Katie: Hey, Candace.
Candace: Katie, we have some mail and not the kind of mail that we like to read on the air. We have an actual tangible piece of mail.
Katie: A mysterious package.
Candace: It's a box. And so when we opened this box, we were going to do it live with everyone listening, but we decided that since we didn't really know what was in it, we didn't want to alarm anyone with our girlish screams and cries. So we opened this box and inside is a jar. And inside the jar -
Katie: We've got a pair of bloodied, shredded swim trunks, for one thing, and a newspaper clipping, it looks like an obituary, a keychain -
Candace: And a copper tag that says "www.frenziedwaters.com" that's attached to what I presume is an artificial shark tooth. And we were delighted. We didn't know what this was. And then our producer told us it's actually a marketing campaign from Discovery. So we're still excited, but it's not as ridden with mystery and intrigue as we had thought and hoped.
Katie: No, Shark Week 2009, starting on August 2nd, I think, this year.
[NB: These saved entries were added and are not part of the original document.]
use axum::{
    debug_handler,
    extract::{Path, State},
    Json,
};
use serde::{Deserialize, Serialize};
use tracing::info;

use crate::{required, AppResult, AppState, Body};

use super::{ParticipantId, RoomId, RoomStore};

#[derive(Deserialize)]
pub(crate) struct VisibilityBody {
    uuid: Option<ParticipantId>,
    #[serde(alias = "isPrivate")]
    is_private: Option<bool>,
}

#[derive(Debug, Serialize)]
pub(crate) struct Visibility {
    room: RoomId,
    is_private: bool,
}

/// Only the creator may flip a room between private and public.
#[debug_handler(state = AppState)]
pub(crate) async fn set_visibility(
    Path(room_id): Path<RoomId>,
    State(rooms): State<RoomStore>,
    Body(VisibilityBody { uuid, is_private }): Body<VisibilityBody>,
) -> AppResult<Json<Visibility>> {
    let uuid = required(uuid, "uuid")?;
    let is_private = required(is_private, "is_private")?;

    let is_private = rooms
        .modify(room_id, |room| room.set_visibility(uuid, is_private))
        .await?;
    info!(room = %room_id, is_private, "visibility changed");

    Ok(Json(Visibility {
        room: room_id,
        is_private,
    }))
}
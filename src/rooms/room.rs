use std::collections::BTreeMap;

use serde::{Deserialize, Serialize};
use uuid::Uuid;

pub type RoomId = Uuid;
pub type ParticipantId = Uuid;

pub const MIN_CAPACITY: usize = 2;
pub const MAX_CAPACITY: usize = 5;

#[derive(Debug, thiserror::Error)]
pub enum RoomError {
    #[error("room not found")]
    NotFound,
    #[error("room is full")]
    RoomFull,
    #[error("room has no online members")]
    RoomGone,
    #[error("participant is not in this room")]
    NotAMember,
    #[error("only the room creator may change its visibility")]
    Forbidden,
    #[error("join code is already in use")]
    CodeTaken,
    #[error("room is busy, try again")]
    Contended,
    #[error("corrupt room row: {0}")]
    Corrupt(String),
    #[error(transparent)]
    Store(#[from] sqlx::Error),
}

/// Index into a room's slot list, in declared order.
#[derive(Debug, Clone, Copy, PartialEq, Eq, PartialOrd, Ord, Serialize, Deserialize)]
#[serde(transparent)]
pub struct SlotRef(pub usize);

impl SlotRef {
    pub fn index(self) -> usize {
        self.0
    }
}

#[derive(Debug, Clone, PartialEq, Eq, Serialize, Deserialize)]
pub struct Slot {
    pub participant: ParticipantId,
    #[serde(default)]
    pub message: String,
}

#[derive(Debug, Clone, PartialEq)]
pub struct Room {
    pub id: RoomId,
    pub join_code: Option<String>,
    pub creator: ParticipantId,
    pub is_private: bool,
    pub slots: Vec<Option<Slot>>,
    /// participant -> last seen, unix seconds
    pub online: BTreeMap<ParticipantId, i64>,
}

impl Room {
    /// A fresh private room with `creator` seated in the first slot and online.
    pub fn new(
        id: RoomId,
        creator: ParticipantId,
        capacity: usize,
        join_code: Option<String>,
        now: i64,
    ) -> Room {
        let capacity = capacity.clamp(MIN_CAPACITY, MAX_CAPACITY);
        let mut slots = vec![None; capacity];
        slots[0] = Some(Slot {
            participant: creator,
            message: String::new(),
        });

        Room {
            id,
            join_code,
            creator,
            is_private: true,
            slots,
            online: BTreeMap::from([(creator, now)]),
        }
    }

    pub fn capacity(&self) -> usize {
        self.slots.len()
    }

    pub fn online_count(&self) -> usize {
        self.online.len()
    }

    pub fn is_empty(&self) -> bool {
        self.online.is_empty()
    }

    pub fn is_online(&self, participant: ParticipantId) -> bool {
        self.online.contains_key(&participant)
    }

    pub fn slot_of(&self, participant: ParticipantId) -> Option<SlotRef> {
        self.slots
            .iter()
            .position(|slot| slot.as_ref().is_some_and(|slot| slot.participant == participant))
            .map(SlotRef)
    }

    /// First empty slot in declared order.
    pub fn allocate_slot(&self) -> Result<SlotRef, RoomError> {
        self.slots
            .iter()
            .position(Option::is_none)
            .map(SlotRef)
            .ok_or(RoomError::RoomFull)
    }

    pub fn seat(&mut self, slot: SlotRef, participant: ParticipantId) -> Result<(), RoomError> {
        let Some(entry) = self.slots.get_mut(slot.index()) else {
            return Err(RoomError::RoomFull);
        };
        if entry.is_some() {
            return Err(RoomError::RoomFull);
        }

        *entry = Some(Slot {
            participant,
            message: String::new(),
        });
        Ok(())
    }

    /// Marks a seated participant online. A room nobody is in anymore is stale
    /// and must be thrown away by the caller.
    pub fn join(&mut self, participant: ParticipantId, now: i64) -> Result<(), RoomError> {
        if self.online.is_empty() {
            return Err(RoomError::RoomGone);
        }
        if self.slot_of(participant).is_none() {
            return Err(RoomError::NotAMember);
        }
        self.online.insert(participant, now);
        Ok(())
    }

    /// Allocates a slot for a brand new participant and marks them online.
    pub fn admit(&mut self, now: i64) -> Result<(ParticipantId, SlotRef), RoomError> {
        if self.online.is_empty() {
            return Err(RoomError::RoomGone);
        }
        let slot = self.allocate_slot()?;
        let participant = Uuid::new_v4();
        self.seat(slot, participant)?;
        self.join(participant, now)?;
        Ok((participant, slot))
    }

    /// Like `admit`, but only for rooms the random lookup may hand out.
    pub fn admit_public(&mut self, now: i64) -> Result<(ParticipantId, SlotRef), RoomError> {
        if self.is_private {
            return Err(RoomError::NotFound);
        }
        self.admit(now)
    }

    /// Takes the participant offline and frees their seat. Returns how many
    /// members are still online; zero means the room should go.
    pub fn leave(&mut self, participant: ParticipantId) -> Result<usize, RoomError> {
        if self.online.remove(&participant).is_none() {
            return Err(RoomError::NotAMember);
        }
        self.vacate(participant);
        Ok(self.online.len())
    }

    pub fn touch(&mut self, participant: ParticipantId, now: i64) -> Result<SlotRef, RoomError> {
        let Some(last_seen) = self.online.get_mut(&participant) else {
            return Err(RoomError::NotAMember);
        };
        *last_seen = now;
        self.slot_of(participant).ok_or(RoomError::NotAMember)
    }

    /// Drops members not seen within `lease_secs`, freeing their seats.
    pub fn evict_stale(&mut self, now: i64, lease_secs: i64) -> Vec<ParticipantId> {
        let deadline = now.saturating_sub(lease_secs);
        let stale: Vec<ParticipantId> = self
            .online
            .iter()
            .filter(|(_, last_seen)| **last_seen < deadline)
            .map(|(participant, _)| *participant)
            .collect();

        for participant in &stale {
            self.online.remove(participant);
            self.vacate(*participant);
        }
        stale
    }

    fn vacate(&mut self, participant: ParticipantId) {
        for slot in &mut self.slots {
            if slot.as_ref().is_some_and(|slot| slot.participant == participant) {
                *slot = None;
            }
        }
    }

    /// Overwrites the participant's latest fragment. Only the newest survives.
    pub fn set_message(
        &mut self,
        participant: ParticipantId,
        message: String,
        now: i64,
    ) -> Result<SlotRef, RoomError> {
        let slot = self.touch(participant, now)?;
        if let Some(Some(seat)) = self.slots.get_mut(slot.index()) {
            seat.message = message;
        }
        Ok(slot)
    }

    /// Latest fragment of every other seated participant, in slot order.
    pub fn peer_messages(&self, participant: ParticipantId) -> Result<Vec<(SlotRef, &str)>, RoomError> {
        if !self.is_online(participant) {
            return Err(RoomError::NotAMember);
        }
        Ok(self
            .slots
            .iter()
            .enumerate()
            .filter_map(|(index, slot)| slot.as_ref().map(|slot| (SlotRef(index), slot)))
            .filter(|(_, slot)| slot.participant != participant)
            .map(|(slot_ref, slot)| (slot_ref, slot.message.as_str()))
            .collect())
    }

    /// Seated participants other than `participant`.
    pub fn roster(&self, participant: ParticipantId) -> Vec<(ParticipantId, SlotRef)> {
        self.slots
            .iter()
            .enumerate()
            .filter_map(|(index, slot)| slot.as_ref().map(|slot| (slot.participant, SlotRef(index))))
            .filter(|(other, _)| *other != participant)
            .collect()
    }

    pub fn set_visibility(&mut self, requester: ParticipantId, is_private: bool) -> Result<bool, RoomError> {
        if requester != self.creator {
            return Err(RoomError::Forbidden);
        }
        self.is_private = is_private;
        Ok(self.is_private)
    }
}
use std::{
    collections::HashMap,
    sync::{Arc, Mutex, MutexGuard, PoisonError},
};

use serde::{Deserialize, Serialize};
use tokio::sync::broadcast;

use super::room::{ParticipantId, RoomId};

/// Server -> client relay events.
#[derive(Debug, Clone, PartialEq, Eq, Serialize, Deserialize)]
#[serde(tag = "event", content = "payload", rename_all = "snake_case")]
pub enum RelayEvent {
    Message {
        user_id: ParticipantId,
        message: String,
    },
    NewUser {
        user_id: ParticipantId,
        user_index: usize,
    },
    UserLeft {
        user_id: ParticipantId,
    },
}

impl RelayEvent {
    pub fn user_id(&self) -> ParticipantId {
        match self {
            RelayEvent::Message { user_id, .. }
            | RelayEvent::NewUser { user_id, .. }
            | RelayEvent::UserLeft { user_id } => *user_id,
        }
    }

    /// Anything that isn't exactly one of the known events is `None`.
    #[cfg(test)]
    pub fn decode(raw: &[u8]) -> Option<RelayEvent> {
        serde_json::from_slice(raw).ok()
    }
}

/// Client -> server frames on a room socket.
#[derive(Debug, Clone, PartialEq, Eq, Deserialize)]
#[serde(tag = "event", content = "payload", rename_all = "snake_case")]
pub enum ClientFrame {
    Message { message: String },
}

impl ClientFrame {
    pub fn decode(raw: &[u8]) -> Option<ClientFrame> {
        serde_json::from_slice(raw).ok()
    }
}

/// One broadcast channel per room with at least one subscriber.
#[derive(Clone)]
pub struct RoomHub {
    channels: Arc<Mutex<HashMap<RoomId, broadcast::Sender<RelayEvent>>>>,
    capacity: usize,
}

impl RoomHub {
    pub fn new(capacity: usize) -> RoomHub {
        RoomHub {
            channels: Arc::default(),
            capacity: capacity.max(1),
        }
    }

    fn channels(&self) -> MutexGuard<'_, HashMap<RoomId, broadcast::Sender<RelayEvent>>> {
        self.channels.lock().unwrap_or_else(PoisonError::into_inner)
    }

    pub fn subscribe(&self, room_id: RoomId) -> broadcast::Receiver<RelayEvent> {
        self.channels()
            .entry(room_id)
            .or_insert_with(|| broadcast::channel(self.capacity).0)
            .subscribe()
    }

    /// Best effort: returns how many subscribers were handed the event.
    pub fn publish(&self, room_id: RoomId, event: RelayEvent) -> usize {
        let mut channels = self.channels();
        let Some(tx) = channels.get(&room_id) else {
            return 0;
        };

        match tx.send(event) {
            Ok(receivers) => receivers,
            Err(_) => {
                channels.remove(&room_id);
                0
            }
        }
    }

    pub fn close(&self, room_id: RoomId) {
        self.channels().remove(&room_id);
    }

    /// Forgets channels nobody listens to anymore.
    pub fn prune(&self) -> usize {
        let mut channels = self.channels();
        let before = channels.len();
        channels.retain(|_, tx| tx.receiver_count() > 0);
        before - channels.len()
    }

    #[cfg(test)]
    pub fn subscribers(&self, room_id: RoomId) -> usize {
        self.channels()
            .get(&room_id)
            .map_or(0, broadcast::Sender::receiver_count)
    }
}

#[cfg(test)]
mod tests {
    use uuid::Uuid;

    use super::*;

    #[tokio::test]
    async fn publish_fans_out_to_every_subscriber() {
        let hub = RoomHub::new(8);
        let room_id = Uuid::now_v7();
        let mut a = hub.subscribe(room_id);
        let mut b = hub.subscribe(room_id);

        let event = RelayEvent::Message {
            user_id: Uuid::new_v4(),
            message: "hello".to_owned(),
        };
        assert_eq!(hub.publish(room_id, event.clone()), 2);
        assert_eq!(a.recv().await.unwrap(), event);
        assert_eq!(b.recv().await.unwrap(), event);
    }

    #[test]
    fn publishing_to_nobody_is_dropped() {
        let hub = RoomHub::new(8);
        let room_id = Uuid::now_v7();
        let event = RelayEvent::UserLeft { user_id: Uuid::new_v4() };
        assert_eq!(hub.publish(room_id, event.clone()), 0);

        drop(hub.subscribe(room_id));
        assert_eq!(hub.publish(room_id, event), 0);
        assert_eq!(hub.subscribers(room_id), 0);
    }

    #[test]
    fn rooms_are_isolated() {
        let hub = RoomHub::new(8);
        let (here, there) = (Uuid::now_v7(), Uuid::now_v7());
        let mut rx = hub.subscribe(here);
        let _other = hub.subscribe(there);

        hub.publish(there, RelayEvent::UserLeft { user_id: Uuid::new_v4() });
        assert!(rx.try_recv().is_err());
    }

    #[test]
    fn prune_drops_idle_channels() {
        let hub = RoomHub::new(8);
        let kept = hub.subscribe(Uuid::now_v7());
        drop(hub.subscribe(Uuid::now_v7()));
        assert_eq!(hub.prune(), 1);
        drop(kept);
        assert_eq!(hub.prune(), 1);
    }

    #[test]
    fn events_use_tagged_wire_shape() {
        let user_id = Uuid::new_v4();
        let event = RelayEvent::NewUser { user_id, user_index: 2 };
        let json = serde_json::to_value(&event).unwrap();
        assert_eq!(
            json,
            serde_json::json!({"event": "new_user", "payload": {"user_id": user_id, "user_index": 2}})
        );
        assert_eq!(RelayEvent::decode(json.to_string().as_bytes()), Some(event));
    }

    #[test]
    fn malformed_payloads_are_dropped() {
        assert_eq!(RelayEvent::decode(br#"{"event":"message","payload":{"user_id":"nope"}}"#), None);
        assert_eq!(RelayEvent::decode(br#"{"event":"explode"}"#), None);
        assert_eq!(RelayEvent::decode(b"hello"), None);

        assert_eq!(
            ClientFrame::decode(br#"{"event":"message","payload":{"message":"hi"}}"#),
            Some(ClientFrame::Message { message: "hi".to_owned() })
        );
        assert_eq!(ClientFrame::decode(br#"{"event":"message","payload":{}}"#), None);
        assert_eq!(ClientFrame::decode(br#"{"message":"hi"}"#), None);
    }
}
Candace: And Shark Week, like Black Friday, is a holiday that everyone celebrates. You have to get into it with all of your heart and mind and enthusiasm. And so we are bringing a bit of an historical perspective to Shark Week 2009. So without further adieu, we are going to enlighten everyone about -
Katie: The 1916 Shark Attacks on the Jersey Shore. And if you've seen Jaws, it was actually based on this story. So we'll go back to July of 1916, starting July 1st, actually, so getting ready for Independence Day weekend. And there is a heat wave going on and also a polio epidemic. And everyone is heading to the seashore for the weekend.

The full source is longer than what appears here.